-- Stored data --

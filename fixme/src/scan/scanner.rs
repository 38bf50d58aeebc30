//! Per-file annotation state machine.
//!
//! The scanner is fed one physical line at a time and never looks back.
//! Its state between lines is one of:
//!
//! - **Scanning**: outside any comment we care about. Each line is searched
//!   for `opener [decoration] [@]VERB [(author)] [:] message`.
//! - **InComment**: inside a block comment that opened at the start of an
//!   earlier line without a verb. A verb at the start of an inner line
//!   (after an optional continuation marker such as ` * `) begins an
//!   annotation.
//! - **Continuing**: a block-comment annotation whose close token has not
//!   been seen yet. Every line is appended to its message until the close
//!   token appears; scanning then resumes after the token.
//!
//! Annotations are recorded the moment their verb is recognised, so the
//! output order is always the order of `start_line` even while a
//! multi-line message is still being collected.

use std::path::PathBuf;

use super::matcher::{Opener, VerbHit, VerbMatcher};
use crate::results::{Annotation, FileScanResult};
use crate::verbs::{VerbRule, LINE_LENGTH_DIAGNOSTIC};

/// Per-line limits applied by the scanner
#[derive(Debug, Clone, Copy, PartialEq, Eq)]
pub struct ScanLimits {
    /// Lines with more characters than this are not scanned
    pub line_length_limit: usize,
    /// Emit a diagnostic annotation for each skipped line
    pub report_long_lines: bool,
}

impl Default for ScanLimits {
    fn default() -> Self {
        Self {
            line_length_limit: 1000,
            report_long_lines: true,
        }
    }
}

#[derive(Debug)]
enum ScanState {
    Scanning,
    InComment(Opener),
    Continuing(Pending),
}

/// A multi-line annotation waiting for its close token
#[derive(Debug)]
struct Pending {
    index: usize,
    close: &'static str,
    continuation: Option<&'static str>,
    fragments: Vec<String>,
}

/// Scans the lines of one file for annotations
#[derive(Debug)]
pub struct AnnotationScanner<'m> {
    matcher: &'m VerbMatcher,
    file_path: PathBuf,
    limits: ScanLimits,
    line_number: usize,
    long_lines: usize,
    state: ScanState,
    annotations: Vec<Annotation>,
}

impl<'m> AnnotationScanner<'m> {
    pub fn new(matcher: &'m VerbMatcher, file_path: impl Into<PathBuf>, limits: ScanLimits) -> Self {
        Self {
            matcher,
            file_path: file_path.into(),
            limits,
            line_number: 0,
            long_lines: 0,
            state: ScanState::Scanning,
            annotations: Vec::new(),
        }
    }

    /// Number of lines fed so far
    pub fn lines_seen(&self) -> usize {
        self.line_number
    }

    /// Number of lines skipped for exceeding the length limit
    pub fn long_lines(&self) -> usize {
        self.long_lines
    }

    /// Whether a multi-line annotation is still waiting for its close token
    pub fn is_continuing(&self) -> bool {
        matches!(self.state, ScanState::Continuing(_))
    }

    /// Feeds the next physical line, without its line terminator
    pub fn feed_line(&mut self, line: &str) {
        self.line_number += 1;

        if is_too_long(line, self.limits.line_length_limit) {
            self.skip_long_line();
            return;
        }

        let resume = match std::mem::replace(&mut self.state, ScanState::Scanning) {
            ScanState::Scanning => Some(0),
            ScanState::Continuing(pending) => self.continue_pending(line, pending),
            ScanState::InComment(opener) => self.scan_comment_body(line, opener),
        };

        if let Some(from) = resume {
            self.scan_from(line, from);
        }
    }

    /// Counts a line already known to exceed the length limit, without
    /// its content
    pub fn feed_overlong_line(&mut self) {
        self.line_number += 1;
        self.skip_long_line();
    }

    fn skip_long_line(&mut self) {
        self.long_lines += 1;
        if self.limits.report_long_lines {
            let message = format!(
                "Skipping this line because its length is greater than the maximum line length of {}.",
                self.limits.line_length_limit
            );
            let index = self.open_annotation(&LINE_LENGTH_DIAGNOSTIC, None);
            self.annotations[index].message = Some(message);
        }
    }

    /// Finalises any truncated annotation and returns everything found
    pub fn finish(mut self) -> Vec<Annotation> {
        if let ScanState::Continuing(pending) =
            std::mem::replace(&mut self.state, ScanState::Scanning)
        {
            self.finalize(pending);
        }
        self.annotations
    }

    /// Finishes the scan and packages the per-file result
    pub fn into_result(self) -> FileScanResult {
        let path = self.file_path.clone();
        let total_lines = self.line_number;
        FileScanResult {
            path,
            total_lines,
            annotations: self.finish(),
        }
    }

    /// Appends a line to the in-flight annotation. Returns where scanning
    /// resumes when the close token is on this line.
    fn continue_pending(&mut self, line: &str, mut pending: Pending) -> Option<usize> {
        let close_at = line.find(pending.close);
        let segment = &line[..close_at.unwrap_or(line.len())];
        pending
            .fragments
            .push(strip_continuation(segment, pending.continuation).to_string());

        match close_at {
            Some(at) => {
                let resume = at + pending.close.len();
                self.finalize(pending);
                Some(resume)
            }
            None => {
                self.state = ScanState::Continuing(pending);
                None
            }
        }
    }

    /// Handles a line inside a verb-less block comment
    fn scan_comment_body(&mut self, line: &str, opener: Opener) -> Option<usize> {
        let Some(close) = opener.close() else {
            return Some(0);
        };
        let close_at = line.find(close);
        let segment = &line[..close_at.unwrap_or(line.len())];

        if let Some(hit) = self.matcher.block_line_hit(segment, opener) {
            let index = self.open_annotation(hit.verb, hit.author);
            let body = &segment[hit.body_start..];

            if close_at.is_none() {
                self.state = ScanState::Continuing(Pending {
                    index,
                    close,
                    continuation: continuation_of(opener),
                    fragments: vec![body.to_string()],
                });
                return None;
            }
            self.annotations[index].message = normalize_message(body);
        }

        match close_at {
            Some(at) => Some(at + close.len()),
            None => {
                self.state = ScanState::InComment(opener);
                None
            }
        }
    }

    /// Searches `line[from..]` for verbs while in the Scanning state
    fn scan_from(&mut self, line: &str, from: usize) {
        let mut next = self.matcher.next_hit(line, from);
        // Block openers after a line comment cannot carry past this line
        let mut in_line_comment = false;

        while let Some(hit) = next.take() {
            let VerbHit {
                verb,
                author,
                body_start,
                opener,
                ..
            } = hit;
            let index = self.open_annotation(verb, author);

            match opener {
                Opener::Line => {
                    in_line_comment = true;
                    next = self.matcher.next_hit(line, body_start);
                    let end = next.as_ref().map_or(line.len(), |n| n.start);
                    self.annotations[index].message = normalize_message(&line[body_start..end]);
                }
                Opener::Block {
                    close,
                    continuation,
                } => match line[body_start..].find(close) {
                    Some(offset) => {
                        let close_at = body_start + offset;
                        self.annotations[index].message =
                            normalize_message(&line[body_start..close_at]);
                        next = self.matcher.next_hit(line, close_at + close.len());
                    }
                    None if in_line_comment => {
                        self.annotations[index].message = normalize_message(&line[body_start..]);
                        return;
                    }
                    None => {
                        self.state = ScanState::Continuing(Pending {
                            index,
                            close,
                            continuation,
                            fragments: vec![line[body_start..].to_string()],
                        });
                        return;
                    }
                },
            }
        }

        if from == 0 {
            if let Some((token_end, opener)) = self.matcher.leading_block_opener(line) {
                if let Some(close) = opener.close() {
                    if !line[token_end..].contains(close) {
                        self.state = ScanState::InComment(opener);
                    }
                }
            }
        }
    }

    fn open_annotation(&mut self, verb: &'static VerbRule, author: Option<String>) -> usize {
        self.annotations.push(Annotation {
            verb,
            author,
            message: None,
            start_line: self.line_number,
            file_path: self.file_path.clone(),
        });
        self.annotations.len() - 1
    }

    fn finalize(&mut self, pending: Pending) {
        let message = pending.fragments.join("\n");
        self.annotations[pending.index].message = normalize_message(&message);
    }
}

/// Runs a scanner over every line of `lines`
pub fn scan_lines<'m, I, S>(
    matcher: &'m VerbMatcher,
    file_path: impl Into<PathBuf>,
    limits: ScanLimits,
    lines: I,
) -> FileScanResult
where
    I: IntoIterator<Item = S>,
    S: AsRef<str>,
{
    let mut scanner = AnnotationScanner::new(matcher, file_path, limits);
    for line in lines {
        scanner.feed_line(line.as_ref());
    }
    scanner.into_result()
}

fn is_too_long(line: &str, limit: usize) -> bool {
    line.len() > limit && line.chars().count() > limit
}

fn continuation_of(opener: Opener) -> Option<&'static str> {
    match opener {
        Opener::Block { continuation, .. } => continuation,
        Opener::Line => None,
    }
}

/// Drops a leading ` * ` style marker; anything else is kept verbatim.
fn strip_continuation<'a>(segment: &'a str, marker: Option<&str>) -> &'a str {
    let Some(marker) = marker else {
        return segment;
    };
    match segment.trim_start().strip_prefix(marker) {
        Some(rest) => rest.strip_prefix(' ').unwrap_or(rest),
        None => segment,
    }
}

fn normalize_message(text: &str) -> Option<String> {
    let trimmed = text.trim();
    (!trimmed.is_empty()).then(|| trimmed.to_string())
}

-- Problem statement --
The answer must be every line from the records above that contains "static".

-- Finished task --
    close: &'static str,
    continuation: Option<&'static str>,
    fn open_annotation(&mut self, verb: &'static VerbRule, author: Option<String>) -> usize {
fn continuation_of(opener: Opener) -> Option<&'static str> {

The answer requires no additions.